(Beginning of Source data)

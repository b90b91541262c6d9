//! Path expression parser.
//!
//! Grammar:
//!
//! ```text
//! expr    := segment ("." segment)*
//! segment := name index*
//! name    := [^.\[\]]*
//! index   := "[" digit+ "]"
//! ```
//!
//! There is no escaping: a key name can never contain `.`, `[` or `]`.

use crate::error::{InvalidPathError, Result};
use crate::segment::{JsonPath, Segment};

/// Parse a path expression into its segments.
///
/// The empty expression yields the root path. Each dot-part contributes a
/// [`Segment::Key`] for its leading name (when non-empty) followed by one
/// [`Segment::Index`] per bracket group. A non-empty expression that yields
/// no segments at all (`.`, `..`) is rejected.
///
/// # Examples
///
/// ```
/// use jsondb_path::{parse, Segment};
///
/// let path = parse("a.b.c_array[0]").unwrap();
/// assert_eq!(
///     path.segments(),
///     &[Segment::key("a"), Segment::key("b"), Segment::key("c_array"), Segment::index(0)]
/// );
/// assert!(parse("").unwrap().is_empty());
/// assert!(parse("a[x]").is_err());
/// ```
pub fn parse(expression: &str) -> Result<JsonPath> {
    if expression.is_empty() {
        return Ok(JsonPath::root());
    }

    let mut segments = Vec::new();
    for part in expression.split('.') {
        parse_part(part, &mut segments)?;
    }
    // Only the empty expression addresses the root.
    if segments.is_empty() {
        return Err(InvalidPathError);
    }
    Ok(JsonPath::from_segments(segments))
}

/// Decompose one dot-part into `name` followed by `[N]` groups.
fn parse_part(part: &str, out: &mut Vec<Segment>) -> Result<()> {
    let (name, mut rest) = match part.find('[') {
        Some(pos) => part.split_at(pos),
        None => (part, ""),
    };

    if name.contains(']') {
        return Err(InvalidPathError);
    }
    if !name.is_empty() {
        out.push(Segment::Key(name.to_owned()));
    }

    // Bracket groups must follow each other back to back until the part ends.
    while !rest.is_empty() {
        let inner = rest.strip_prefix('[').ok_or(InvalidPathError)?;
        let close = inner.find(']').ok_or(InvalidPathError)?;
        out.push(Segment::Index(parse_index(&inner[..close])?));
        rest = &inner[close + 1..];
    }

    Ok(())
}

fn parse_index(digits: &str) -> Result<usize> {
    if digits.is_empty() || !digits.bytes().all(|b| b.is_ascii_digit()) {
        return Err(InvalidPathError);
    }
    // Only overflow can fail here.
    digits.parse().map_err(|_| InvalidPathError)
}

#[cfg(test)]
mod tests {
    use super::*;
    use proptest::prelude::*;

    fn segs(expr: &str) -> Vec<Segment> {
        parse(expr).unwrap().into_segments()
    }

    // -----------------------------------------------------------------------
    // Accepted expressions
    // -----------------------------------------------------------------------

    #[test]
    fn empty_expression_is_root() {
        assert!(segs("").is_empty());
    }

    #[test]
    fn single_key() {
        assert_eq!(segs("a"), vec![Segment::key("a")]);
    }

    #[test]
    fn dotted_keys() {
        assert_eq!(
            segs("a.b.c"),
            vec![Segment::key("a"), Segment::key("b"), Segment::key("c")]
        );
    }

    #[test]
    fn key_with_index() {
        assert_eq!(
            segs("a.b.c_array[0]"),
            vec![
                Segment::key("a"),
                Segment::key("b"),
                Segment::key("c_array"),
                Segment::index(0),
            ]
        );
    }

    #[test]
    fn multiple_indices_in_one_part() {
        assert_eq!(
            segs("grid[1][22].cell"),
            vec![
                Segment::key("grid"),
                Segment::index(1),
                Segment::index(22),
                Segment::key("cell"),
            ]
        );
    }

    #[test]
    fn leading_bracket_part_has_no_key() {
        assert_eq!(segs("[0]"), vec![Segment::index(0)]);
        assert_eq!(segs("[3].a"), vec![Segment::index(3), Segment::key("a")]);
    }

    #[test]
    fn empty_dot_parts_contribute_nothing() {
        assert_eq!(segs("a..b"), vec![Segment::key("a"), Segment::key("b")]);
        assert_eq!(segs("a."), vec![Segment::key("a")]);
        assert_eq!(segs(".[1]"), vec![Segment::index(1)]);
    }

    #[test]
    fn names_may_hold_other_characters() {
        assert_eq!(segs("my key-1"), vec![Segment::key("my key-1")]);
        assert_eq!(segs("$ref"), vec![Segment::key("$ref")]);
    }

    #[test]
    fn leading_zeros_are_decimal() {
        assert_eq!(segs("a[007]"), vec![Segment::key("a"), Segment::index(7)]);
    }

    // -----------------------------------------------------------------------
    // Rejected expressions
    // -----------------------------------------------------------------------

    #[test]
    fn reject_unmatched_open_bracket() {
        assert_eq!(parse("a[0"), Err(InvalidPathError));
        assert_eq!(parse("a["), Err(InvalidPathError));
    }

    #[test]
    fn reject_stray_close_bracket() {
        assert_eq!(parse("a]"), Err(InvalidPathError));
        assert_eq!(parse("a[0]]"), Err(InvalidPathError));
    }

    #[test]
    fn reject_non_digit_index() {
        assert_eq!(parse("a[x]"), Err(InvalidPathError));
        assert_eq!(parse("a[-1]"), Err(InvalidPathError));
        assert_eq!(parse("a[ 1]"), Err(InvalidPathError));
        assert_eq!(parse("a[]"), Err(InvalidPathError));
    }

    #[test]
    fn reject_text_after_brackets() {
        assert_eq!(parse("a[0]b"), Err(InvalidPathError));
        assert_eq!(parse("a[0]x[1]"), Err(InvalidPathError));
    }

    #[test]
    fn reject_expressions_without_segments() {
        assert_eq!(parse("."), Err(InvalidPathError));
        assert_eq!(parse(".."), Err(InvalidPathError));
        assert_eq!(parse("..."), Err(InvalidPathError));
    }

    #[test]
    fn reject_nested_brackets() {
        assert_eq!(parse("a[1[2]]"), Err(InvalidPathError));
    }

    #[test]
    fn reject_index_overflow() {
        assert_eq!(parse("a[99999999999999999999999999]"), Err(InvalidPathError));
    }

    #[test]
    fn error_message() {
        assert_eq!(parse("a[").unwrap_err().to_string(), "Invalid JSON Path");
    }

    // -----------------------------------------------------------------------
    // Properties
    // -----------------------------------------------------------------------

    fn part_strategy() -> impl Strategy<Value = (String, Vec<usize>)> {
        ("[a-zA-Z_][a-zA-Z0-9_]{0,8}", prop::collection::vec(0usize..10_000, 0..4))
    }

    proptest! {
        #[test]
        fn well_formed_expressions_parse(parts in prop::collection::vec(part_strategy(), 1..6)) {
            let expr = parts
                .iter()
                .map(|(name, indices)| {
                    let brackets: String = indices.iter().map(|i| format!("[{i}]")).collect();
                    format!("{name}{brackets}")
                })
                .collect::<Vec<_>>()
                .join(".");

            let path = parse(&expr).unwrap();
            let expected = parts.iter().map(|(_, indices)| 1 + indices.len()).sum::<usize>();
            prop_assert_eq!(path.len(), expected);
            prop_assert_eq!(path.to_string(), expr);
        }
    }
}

(End of Source data)
(Beginning of Source data)

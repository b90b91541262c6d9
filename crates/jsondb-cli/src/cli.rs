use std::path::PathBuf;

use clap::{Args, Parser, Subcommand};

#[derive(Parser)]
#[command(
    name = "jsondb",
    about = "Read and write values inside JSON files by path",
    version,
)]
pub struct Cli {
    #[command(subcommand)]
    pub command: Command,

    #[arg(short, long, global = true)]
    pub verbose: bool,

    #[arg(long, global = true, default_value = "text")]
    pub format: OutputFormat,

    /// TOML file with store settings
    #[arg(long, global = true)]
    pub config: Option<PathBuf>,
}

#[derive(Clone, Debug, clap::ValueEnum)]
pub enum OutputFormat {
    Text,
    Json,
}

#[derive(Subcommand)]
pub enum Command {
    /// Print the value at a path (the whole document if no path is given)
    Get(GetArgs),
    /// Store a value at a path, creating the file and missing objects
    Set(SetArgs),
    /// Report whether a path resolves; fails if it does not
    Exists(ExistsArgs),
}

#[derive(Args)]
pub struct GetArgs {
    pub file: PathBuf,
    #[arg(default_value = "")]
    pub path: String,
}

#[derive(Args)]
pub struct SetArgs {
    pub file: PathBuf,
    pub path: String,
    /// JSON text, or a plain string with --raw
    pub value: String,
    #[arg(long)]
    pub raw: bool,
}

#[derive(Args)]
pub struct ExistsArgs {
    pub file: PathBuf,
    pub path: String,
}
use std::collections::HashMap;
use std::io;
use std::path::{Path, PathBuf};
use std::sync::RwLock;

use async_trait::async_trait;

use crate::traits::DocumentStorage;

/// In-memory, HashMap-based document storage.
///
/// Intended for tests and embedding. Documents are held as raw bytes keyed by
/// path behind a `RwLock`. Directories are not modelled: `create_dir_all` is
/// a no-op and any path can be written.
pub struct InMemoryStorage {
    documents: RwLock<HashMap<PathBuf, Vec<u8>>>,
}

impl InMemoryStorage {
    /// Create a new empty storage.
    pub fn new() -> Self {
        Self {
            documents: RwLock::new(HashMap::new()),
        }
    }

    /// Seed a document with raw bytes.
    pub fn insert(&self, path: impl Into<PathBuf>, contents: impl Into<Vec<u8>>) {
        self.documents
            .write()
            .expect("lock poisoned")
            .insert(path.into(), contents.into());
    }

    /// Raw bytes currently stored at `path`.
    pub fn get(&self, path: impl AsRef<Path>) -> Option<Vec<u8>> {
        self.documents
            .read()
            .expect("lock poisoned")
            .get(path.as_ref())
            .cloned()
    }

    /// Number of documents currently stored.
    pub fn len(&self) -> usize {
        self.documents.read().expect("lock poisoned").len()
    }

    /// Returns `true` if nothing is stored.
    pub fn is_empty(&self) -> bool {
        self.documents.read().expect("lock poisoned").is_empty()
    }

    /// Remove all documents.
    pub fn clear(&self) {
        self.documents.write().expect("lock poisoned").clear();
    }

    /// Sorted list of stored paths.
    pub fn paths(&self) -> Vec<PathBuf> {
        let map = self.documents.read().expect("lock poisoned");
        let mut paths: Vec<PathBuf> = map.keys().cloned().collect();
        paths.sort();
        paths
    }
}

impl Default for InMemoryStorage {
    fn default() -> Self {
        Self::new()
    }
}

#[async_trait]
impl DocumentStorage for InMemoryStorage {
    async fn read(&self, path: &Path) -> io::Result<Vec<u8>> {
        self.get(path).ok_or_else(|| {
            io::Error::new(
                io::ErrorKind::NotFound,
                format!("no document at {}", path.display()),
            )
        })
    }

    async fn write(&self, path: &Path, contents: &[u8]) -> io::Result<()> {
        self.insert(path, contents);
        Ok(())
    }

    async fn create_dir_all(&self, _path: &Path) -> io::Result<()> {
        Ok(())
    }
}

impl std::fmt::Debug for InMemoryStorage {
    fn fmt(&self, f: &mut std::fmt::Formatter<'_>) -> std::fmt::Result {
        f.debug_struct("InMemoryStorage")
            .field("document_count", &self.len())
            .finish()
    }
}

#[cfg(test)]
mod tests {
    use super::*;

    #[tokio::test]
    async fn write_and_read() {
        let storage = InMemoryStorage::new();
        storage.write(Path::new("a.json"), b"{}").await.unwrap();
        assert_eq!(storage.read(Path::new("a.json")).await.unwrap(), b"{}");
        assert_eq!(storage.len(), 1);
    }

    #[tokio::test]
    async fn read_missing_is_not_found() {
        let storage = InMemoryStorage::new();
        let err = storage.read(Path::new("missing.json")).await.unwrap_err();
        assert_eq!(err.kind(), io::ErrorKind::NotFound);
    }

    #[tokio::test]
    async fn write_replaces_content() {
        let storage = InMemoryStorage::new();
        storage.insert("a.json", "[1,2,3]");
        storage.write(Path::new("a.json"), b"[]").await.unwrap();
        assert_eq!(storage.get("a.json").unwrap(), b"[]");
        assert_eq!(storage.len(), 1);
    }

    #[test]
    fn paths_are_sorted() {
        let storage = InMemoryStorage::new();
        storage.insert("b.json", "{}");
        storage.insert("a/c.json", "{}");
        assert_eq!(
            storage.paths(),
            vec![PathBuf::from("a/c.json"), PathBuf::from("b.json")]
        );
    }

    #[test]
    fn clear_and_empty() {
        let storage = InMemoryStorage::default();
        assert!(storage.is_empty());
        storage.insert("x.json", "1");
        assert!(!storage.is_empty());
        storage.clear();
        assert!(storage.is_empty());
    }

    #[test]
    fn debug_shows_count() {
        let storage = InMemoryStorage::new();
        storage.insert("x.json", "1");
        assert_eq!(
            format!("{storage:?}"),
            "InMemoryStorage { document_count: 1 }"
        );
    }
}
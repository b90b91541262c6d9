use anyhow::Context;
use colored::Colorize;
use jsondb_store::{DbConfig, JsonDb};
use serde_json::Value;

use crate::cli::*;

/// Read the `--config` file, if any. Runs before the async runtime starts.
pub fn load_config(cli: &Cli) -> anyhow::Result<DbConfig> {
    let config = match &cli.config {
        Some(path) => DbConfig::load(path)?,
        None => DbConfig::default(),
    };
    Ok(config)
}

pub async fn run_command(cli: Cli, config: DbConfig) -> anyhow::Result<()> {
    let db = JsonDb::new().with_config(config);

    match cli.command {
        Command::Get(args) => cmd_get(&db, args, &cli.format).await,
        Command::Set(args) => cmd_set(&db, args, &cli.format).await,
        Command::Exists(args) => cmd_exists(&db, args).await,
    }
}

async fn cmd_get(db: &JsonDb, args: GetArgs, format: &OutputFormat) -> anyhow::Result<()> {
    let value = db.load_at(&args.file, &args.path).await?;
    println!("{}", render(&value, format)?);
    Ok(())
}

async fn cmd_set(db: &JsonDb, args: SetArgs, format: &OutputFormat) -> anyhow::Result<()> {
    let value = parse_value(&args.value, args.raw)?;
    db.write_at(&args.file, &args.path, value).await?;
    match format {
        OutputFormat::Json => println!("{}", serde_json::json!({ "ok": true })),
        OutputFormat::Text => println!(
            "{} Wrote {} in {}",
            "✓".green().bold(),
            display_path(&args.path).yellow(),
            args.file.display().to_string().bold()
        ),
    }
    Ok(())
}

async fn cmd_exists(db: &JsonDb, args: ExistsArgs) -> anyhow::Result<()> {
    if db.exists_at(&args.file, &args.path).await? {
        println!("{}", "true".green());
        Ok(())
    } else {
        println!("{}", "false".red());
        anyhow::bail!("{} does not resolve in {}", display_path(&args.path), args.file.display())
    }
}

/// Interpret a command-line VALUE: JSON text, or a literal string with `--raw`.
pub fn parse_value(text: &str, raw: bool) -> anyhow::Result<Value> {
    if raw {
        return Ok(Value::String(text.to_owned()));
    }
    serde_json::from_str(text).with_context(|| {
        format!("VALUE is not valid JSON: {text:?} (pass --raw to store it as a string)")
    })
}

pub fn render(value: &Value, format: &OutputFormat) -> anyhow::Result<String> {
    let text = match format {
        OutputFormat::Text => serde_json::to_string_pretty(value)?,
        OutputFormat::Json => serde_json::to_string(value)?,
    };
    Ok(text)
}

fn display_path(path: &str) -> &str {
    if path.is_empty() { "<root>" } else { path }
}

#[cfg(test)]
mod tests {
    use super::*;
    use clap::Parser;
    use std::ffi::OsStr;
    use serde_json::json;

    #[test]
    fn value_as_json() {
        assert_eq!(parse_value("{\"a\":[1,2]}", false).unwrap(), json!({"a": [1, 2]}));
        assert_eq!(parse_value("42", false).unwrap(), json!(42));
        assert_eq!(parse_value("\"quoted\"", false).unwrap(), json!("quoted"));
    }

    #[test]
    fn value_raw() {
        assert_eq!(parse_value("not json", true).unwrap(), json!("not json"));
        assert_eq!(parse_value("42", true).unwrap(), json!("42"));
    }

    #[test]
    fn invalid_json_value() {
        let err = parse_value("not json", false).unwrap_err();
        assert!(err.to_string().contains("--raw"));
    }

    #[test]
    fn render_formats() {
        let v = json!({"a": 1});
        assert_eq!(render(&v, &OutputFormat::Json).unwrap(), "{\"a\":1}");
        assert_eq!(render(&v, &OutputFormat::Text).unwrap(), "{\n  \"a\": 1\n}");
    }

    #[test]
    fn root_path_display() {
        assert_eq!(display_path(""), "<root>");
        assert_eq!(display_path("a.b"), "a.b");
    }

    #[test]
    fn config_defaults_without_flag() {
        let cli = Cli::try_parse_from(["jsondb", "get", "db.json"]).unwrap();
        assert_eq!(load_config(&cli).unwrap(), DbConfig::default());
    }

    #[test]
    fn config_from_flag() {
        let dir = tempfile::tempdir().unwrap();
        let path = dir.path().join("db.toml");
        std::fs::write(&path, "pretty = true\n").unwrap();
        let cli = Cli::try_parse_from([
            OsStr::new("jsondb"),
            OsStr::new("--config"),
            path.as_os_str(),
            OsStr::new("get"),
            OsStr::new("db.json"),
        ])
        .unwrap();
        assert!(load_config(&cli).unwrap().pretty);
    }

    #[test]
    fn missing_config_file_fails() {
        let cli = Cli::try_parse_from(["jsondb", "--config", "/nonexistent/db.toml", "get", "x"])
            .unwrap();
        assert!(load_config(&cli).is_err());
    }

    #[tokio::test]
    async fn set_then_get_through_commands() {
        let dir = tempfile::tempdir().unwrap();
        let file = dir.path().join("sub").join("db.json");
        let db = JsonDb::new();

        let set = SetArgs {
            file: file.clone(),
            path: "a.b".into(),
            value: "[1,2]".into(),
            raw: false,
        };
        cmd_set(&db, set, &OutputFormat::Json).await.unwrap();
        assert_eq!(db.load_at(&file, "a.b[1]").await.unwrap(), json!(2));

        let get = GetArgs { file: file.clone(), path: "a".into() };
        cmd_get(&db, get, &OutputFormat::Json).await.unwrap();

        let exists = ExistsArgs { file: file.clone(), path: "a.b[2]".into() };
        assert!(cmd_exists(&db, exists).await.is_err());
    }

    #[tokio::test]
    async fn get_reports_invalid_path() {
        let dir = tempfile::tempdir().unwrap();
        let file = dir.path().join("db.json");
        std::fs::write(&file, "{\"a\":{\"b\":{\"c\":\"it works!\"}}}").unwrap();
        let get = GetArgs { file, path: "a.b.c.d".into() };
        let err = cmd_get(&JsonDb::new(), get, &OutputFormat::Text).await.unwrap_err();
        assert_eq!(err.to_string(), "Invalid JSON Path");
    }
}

(End of Source data)

Assignment
Among the entries above, find the line with "use serde_json::Value;" and the line with "async fn cmd_exists(db: &JsonDb, args: ExistsArgs)"; give again exactly these two lines and all lines between them.

Exercise answer
use serde_json::Value;

use crate::cli::*;

/// Read the `--config` file, if any. Runs before the async runtime starts.
pub fn load_config(cli: &Cli) -> anyhow::Result<DbConfig> {
    let config = match &cli.config {
        Some(path) => DbConfig::load(path)?,
        None => DbConfig::default(),
    };
    Ok(config)
}

pub async fn run_command(cli: Cli, config: DbConfig) -> anyhow::Result<()> {
    let db = JsonDb::new().with_config(config);

    match cli.command {
        Command::Get(args) => cmd_get(&db, args, &cli.format).await,
        Command::Set(args) => cmd_set(&db, args, &cli.format).await,
        Command::Exists(args) => cmd_exists(&db, args).await,
    }
}

async fn cmd_get(db: &JsonDb, args: GetArgs, format: &OutputFormat) -> anyhow::Result<()> {
    let value = db.load_at(&args.file, &args.path).await?;
    println!("{}", render(&value, format)?);
    Ok(())
}

async fn cmd_set(db: &JsonDb, args: SetArgs, format: &OutputFormat) -> anyhow::Result<()> {
    let value = parse_value(&args.value, args.raw)?;
    db.write_at(&args.file, &args.path, value).await?;
    match format {
        OutputFormat::Json => println!("{}", serde_json::json!({ "ok": true })),
        OutputFormat::Text => println!(
            "{} Wrote {} in {}",
            "✓".green().bold(),
            display_path(&args.path).yellow(),
            args.file.display().to_string().bold()
        ),
    }
    Ok(())
}

async fn cmd_exists(db: &JsonDb, args: ExistsArgs) -> anyhow::Result<()> {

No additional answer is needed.